About this exercise
Repeat exactly what appears from the opening line of the listing to the line with "matching a session", inclusive.

Data for review
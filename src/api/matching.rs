use axum::{
    body::Bytes,
    extract::{Path, State},
    http::{header, StatusCode},
    response::{IntoResponse, Json, Response},
};
use serde::Serialize;
use shade_engine::MatchReport;
use std::sync::Arc;
use utoipa::ToSchema;

use super::images::find_image;
use crate::error::ApiError;
use crate::models::Session;
use crate::services::{InMemoryImageStore, MatchService};

/// Result of matching a session
#[derive(Debug, Serialize, ToSchema)]
pub struct MatchResponse {
    /// Index into `shades` of the closest shade, or -1
    pub index: i64,
    pub matched: bool,
    /// Mean ΔE2000 per shade; null for shades with no usable pixels
    pub distances: Vec<Option<f64>>,
}

impl From<&MatchReport> for MatchResponse {
    fn from(report: &MatchReport) -> Self {
        Self {
            index: report.sentinel_index(),
            matched: report.best.is_some(),
            distances: report.distances.clone(),
        }
    }
}

/// Find the shade closest to the teeth
///
/// All tooth rectangles are sampled together; every shade rectangle is a
/// separate candidate.
#[utoipa::path(
    post,
    path = "/api/images/{id}/match",
    request_body = Session,
    responses(
        (status = 200, description = "Match result", body = MatchResponse),
        (status = 404, description = "Unknown image id"),
    ),
    params(
        ("id" = String, Path, description = "Image id returned by the upload"),
    ),
    tag = "Matching"
)]
pub async fn handle_match(
    State(store): State<Arc<InMemoryImageStore>>,
    State(service): State<Arc<MatchService>>,
    Path(id): Path<String>,
    Json(session): Json<Session>,
) -> Result<Json<MatchResponse>, ApiError> {
    let image = find_image(&store, &id).await?;

    tracing::info!(
        id = %id,
        teeth = session.teeth.len(),
        shades = session.shades.len(),
        "Match request received"
    );

    let report = service.find_match(image.pixels, session).await?;
    Ok(Json(MatchResponse::from(&report)))
}

/// Render the session over the image
///
/// Teeth are outlined in blue, shades in red, and the matched shade gets an
/// inner green outline.
#[utoipa::path(
    post,
    path = "/api/images/{id}/annotate",
    request_body = Session,
    responses(
        (status = 200, description = "Annotated PNG", content_type = "image/png"),
        (status = 404, description = "Unknown image id"),
    ),
    params(
        ("id" = String, Path, description = "Image id returned by the upload"),
    ),
    tag = "Matching"
)]
pub async fn handle_annotate(
    State(store): State<Arc<InMemoryImageStore>>,
    State(service): State<Arc<MatchService>>,
    Path(id): Path<String>,
    Json(session): Json<Session>,
) -> Result<Response, ApiError> {
    let image = find_image(&store, &id).await?;
    let (report, png_bytes) = service.annotate(image.pixels, session).await?;

    Ok((
        StatusCode::OK,
        [
            (header::CONTENT_TYPE, "image/png".to_string()),
            (header::CONTENT_LENGTH, png_bytes.len().to_string()),
            (
                header::HeaderName::from_static("x-match-index"),
                report.sentinel_index().to_string(),
            ),
        ],
        Bytes::from(png_bytes),
    )
        .into_response())
}
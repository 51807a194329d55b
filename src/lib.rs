//! ovpn-status - parser for OpenVPN status files
//!
//! Reads the periodic status report an OpenVPN server writes (`--status`,
//! version 1 layout) and turns it into a [`Status`] snapshot:
//!
//! - connected clients (`OpenVPN CLIENT LIST` section)
//! - routing table entries (`ROUTING TABLE` section)
//! - global counters (`GLOBAL STATS` section)
//! - the time the daemon last updated the file
//!
//! ```no_run
//! use ovpn_status::StatusParser;
//!
//! let parser = StatusParser::default();
//! let status = parser.parse_file("/var/run/openvpn/server.status")?;
//! for client in &status.client_list {
//!     println!("{} from {}", client.common_name, client.real_address);
//! }
//! # Ok::<(), ovpn_status::StatusError>(())
//! ```
//!
//! Structural problems (unknown lines, empty files, unreadable files) are
//! errors. Bad scalar fields such as an unparsable timestamp are not; they
//! degrade to `None` or to the previous value.

pub mod config;
pub mod error;
pub mod parser;
pub mod status;

pub use config::{Config, ParserConfig};
pub use error::{ErrorKind, Result, StatusError};
pub use parser::headers::HeaderMatching;
pub use parser::{parse_file, StatusParser};
pub use status::{Client, GlobalStats, Routing, Status};

/// Library version information
pub const VERSION: &str = env!("CARGO_PKG_VERSION");
pub const NAME: &str = env!("CARGO_PKG_NAME");
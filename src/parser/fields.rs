//! Parse-or-default helpers for scalar fields
//!
//! A bad scalar never fails the whole parse; the caller gets the zero value
//! (or keeps the value it already had) instead.

use chrono::{NaiveDateTime, Weekday};
use log::debug;

/// Date layout after the weekday token, e.g. `Jan 2 15:04:05 2006`
const DATE_LAYOUT: &str = "%b %e %H:%M:%S %Y";

/// Parse a daemon timestamp such as `Thu Jun 18 04:23:03 2015`.
///
/// The leading weekday must be a valid three-letter name but is not checked
/// against the date itself. Returns `None` for anything unparsable.
pub fn parse_timestamp(text: &str) -> Option<NaiveDateTime> {
    let (weekday, rest) = text.split_once(' ')?;
    // abbreviated name only, as in `Mon`
    if weekday.len() != 3 || weekday.parse::<Weekday>().is_err() {
        debug!("Ignoring timestamp with bad weekday: {text:?}");
        return None;
    }

    match NaiveDateTime::parse_from_str(rest.trim_start(), DATE_LAYOUT) {
        Ok(ts) => Some(ts),
        Err(e) => {
            debug!("Ignoring unparsable timestamp {text:?}: {e}");
            None
        }
    }
}

/// Parse an integer, keeping `previous` when the text is not one
pub fn parse_int_or(text: &str, previous: i64) -> i64 {
    match text.parse() {
        Ok(value) => value,
        Err(e) => {
            debug!("Ignoring non-numeric value {text:?}: {e}");
            previous
        }
    }
}

#[cfg(test)]
mod tests {
    use super::*;
    use chrono::NaiveDate;

    fn at(y: i32, m: u32, d: u32, hh: u32, mm: u32, ss: u32) -> NaiveDateTime {
        NaiveDate::from_ymd_opt(y, m, d)
            .unwrap()
            .and_hms_opt(hh, mm, ss)
            .unwrap()
    }

    #[test]
    fn test_reference_layout() {
        assert_eq!(
            parse_timestamp("Mon Jan 2 15:04:05 2006"),
            Some(at(2006, 1, 2, 15, 4, 5))
        );
        assert_eq!(
            parse_timestamp("Thu Jun 18 04:23:03 2015"),
            Some(at(2015, 6, 18, 4, 23, 3))
        );
    }

    #[test]
    fn test_space_padded_day() {
        assert_eq!(
            parse_timestamp("Mon Jun  8 10:00:00 2015"),
            Some(at(2015, 6, 8, 10, 0, 0))
        );
    }

    #[test]
    fn test_weekday_not_cross_checked() {
        // 2015-06-18 was a Thursday
        assert_eq!(
            parse_timestamp("Sun Jun 18 04:23:03 2015"),
            Some(at(2015, 6, 18, 4, 23, 3))
        );
    }

    #[test]
    fn test_weekday_must_be_abbreviated() {
        assert_eq!(parse_timestamp("Monday Jun 18 04:23:03 2015"), None);
        assert_eq!(parse_timestamp("Th Jun 18 04:23:03 2015"), None);
        assert_eq!(
            parse_timestamp("thu Jun 18 04:23:03 2015"),
            Some(at(2015, 6, 18, 4, 23, 3))
        );
    }

    #[test]
    fn test_bad_timestamps() {
        assert_eq!(parse_timestamp(""), None);
        assert_eq!(parse_timestamp("yesterday"), None);
        assert_eq!(parse_timestamp("Xyz Jun 18 04:23:03 2015"), None);
        assert_eq!(parse_timestamp("Thu Jun 18 2015"), None);
        assert_eq!(parse_timestamp("2015-06-18 04:23:03"), None);
        assert_eq!(parse_timestamp("Thu Jun 31 04:23:03 2015"), None);
    }

    #[test]
    fn test_parse_int_or() {
        assert_eq!(parse_int_or("42", 0), 42);
        assert_eq!(parse_int_or("-3", 0), -3);
        assert_eq!(parse_int_or("many", 7), 7);
        assert_eq!(parse_int_or("", 0), 0);
        assert_eq!(parse_int_or(" 42", 5), 5);
    }
}
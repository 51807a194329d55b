//! Snapshot types produced by the status parser

use chrono::NaiveDateTime;
use serde::{Deserialize, Serialize};

/// A currently connected peer from the client list section
#[derive(Debug, Clone, PartialEq, Eq, Serialize, Deserialize)]
pub struct Client {
    pub common_name: String,
    /// `ip:port` as written by the daemon
    pub real_address: String,
    /// Textual numeral, kept exactly as read
    pub bytes_received: String,
    /// Textual numeral, kept exactly as read
    pub bytes_sent: String,
    /// `None` when the timestamp text could not be parsed
    pub connected_since: Option<NaiveDateTime>,
}

impl Client {
    /// Bytes received as a number, if the text is a valid unsigned integer
    pub fn bytes_received_count(&self) -> Option<u64> {
        self.bytes_received.parse().ok()
    }

    /// Bytes sent as a number, if the text is a valid unsigned integer
    pub fn bytes_sent_count(&self) -> Option<u64> {
        self.bytes_sent.parse().ok()
    }
}

/// One row of the routing table section
#[derive(Debug, Clone, PartialEq, Eq, Serialize, Deserialize)]
pub struct Routing {
    pub virtual_address: String,
    pub common_name: String,
    pub real_address: String,
    /// `None` when the timestamp text could not be parsed
    pub last_ref: Option<NaiveDateTime>,
}

/// Daemon-wide counters
#[derive(Debug, Clone, Copy, Default, PartialEq, Eq, Serialize, Deserialize)]
pub struct GlobalStats {
    pub max_bcast_mcast_queue_len: i64,
}

/// Complete parsed result of one status file
///
/// A snapshot with `is_up == false` is only ever produced together with an
/// error; its collections are empty and carry no meaning.
#[derive(Debug, Clone, Default, PartialEq, Eq, Serialize, Deserialize)]
pub struct Status {
    pub client_list: Vec<Client>,
    pub routing_table: Vec<Routing>,
    pub global_stats: GlobalStats,
    pub updated_at: Option<NaiveDateTime>,
    pub is_up: bool,
}

impl Status {
    /// Snapshot returned alongside a parse failure
    pub fn down() -> Self {
        Self::default()
    }

    /// First client with the given common name
    pub fn client(&self, common_name: &str) -> Option<&Client> {
        self.client_list
            .iter()
            .find(|c| c.common_name == common_name)
    }

    /// Routing entries pointing at the given common name
    pub fn routes_for<'a>(&'a self, common_name: &'a str) -> impl Iterator<Item = &'a Routing> {
        self.routing_table
            .iter()
            .filter(move |r| r.common_name == common_name)
    }

    pub fn client_count(&self) -> usize {
        self.client_list.len()
    }

    pub fn route_count(&self) -> usize {
        self.routing_table.len()
    }
}

#[cfg(test)]
mod tests {
    use super::*;
    use chrono::NaiveDate;

    fn sample() -> Status {
        let since = NaiveDate::from_ymd_opt(2015, 6, 18)
            .unwrap()
            .and_hms_opt(4, 23, 3)
            .unwrap();
        Status {
            client_list: vec![
                Client {
                    common_name: "alice".to_string(),
                    real_address: "203.0.113.10:51234".to_string(),
                    bytes_received: "334948".to_string(),
                    bytes_sent: "n/a".to_string(),
                    connected_since: Some(since),
                },
                Client {
                    common_name: "alice".to_string(),
                    real_address: "203.0.113.11:40000".to_string(),
                    bytes_received: "1".to_string(),
                    bytes_sent: "2".to_string(),
                    connected_since: None,
                },
            ],
            routing_table: vec![
                Routing {
                    virtual_address: "10.8.0.6".to_string(),
                    common_name: "alice".to_string(),
                    real_address: "203.0.113.10:51234".to_string(),
                    last_ref: Some(since),
                },
                Routing {
                    virtual_address: "10.8.0.10".to_string(),
                    common_name: "bob".to_string(),
                    real_address: "198.51.100.7:1194".to_string(),
                    last_ref: None,
                },
            ],
            global_stats: GlobalStats::default(),
            updated_at: Some(since),
            is_up: true,
        }
    }

    #[test]
    fn test_down_snapshot() {
        let status = Status::down();
        assert!(!status.is_up);
        assert_eq!(status.client_count(), 0);
        assert_eq!(status.route_count(), 0);
        assert_eq!(status.global_stats.max_bcast_mcast_queue_len, 0);
        assert!(status.updated_at.is_none());
    }

    #[test]
    fn test_lookups() {
        let status = sample();

        let alice = status.client("alice").unwrap();
        assert_eq!(alice.real_address, "203.0.113.10:51234");
        assert!(status.client("carol").is_none());

        assert_eq!(status.routes_for("alice").count(), 1);
        assert_eq!(status.routes_for("bob").next().unwrap().virtual_address, "10.8.0.10");
    }

    #[test]
    fn test_byte_counts() {
        let status = sample();
        let client = &status.client_list[0];
        assert_eq!(client.bytes_received_count(), Some(334_948));
        assert_eq!(client.bytes_sent_count(), None);
        assert_eq!(client.bytes_sent, "n/a");
    }

    #[test]
    fn test_snapshot_toml_export() {
        let status = sample();
        let text = toml::to_string(&status).unwrap();
        assert!(text.contains("is_up = true"));
        assert!(text.contains("2015-06-18T04:23:03"));
    }
}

Answer to the problem
filename src/api/matching.rs
use axum::{
    body::Bytes,
    extract::{Path, State},
    http::{header, StatusCode},
    response::{IntoResponse, Json, Response},
};
use serde::Serialize;
use shade_engine::MatchReport;
use std::sync::Arc;
use utoipa::ToSchema;

use super::images::find_image;
use crate::error::ApiError;
use crate::models::Session;
use crate::services::{InMemoryImageStore, MatchService};

/// Result of matching a session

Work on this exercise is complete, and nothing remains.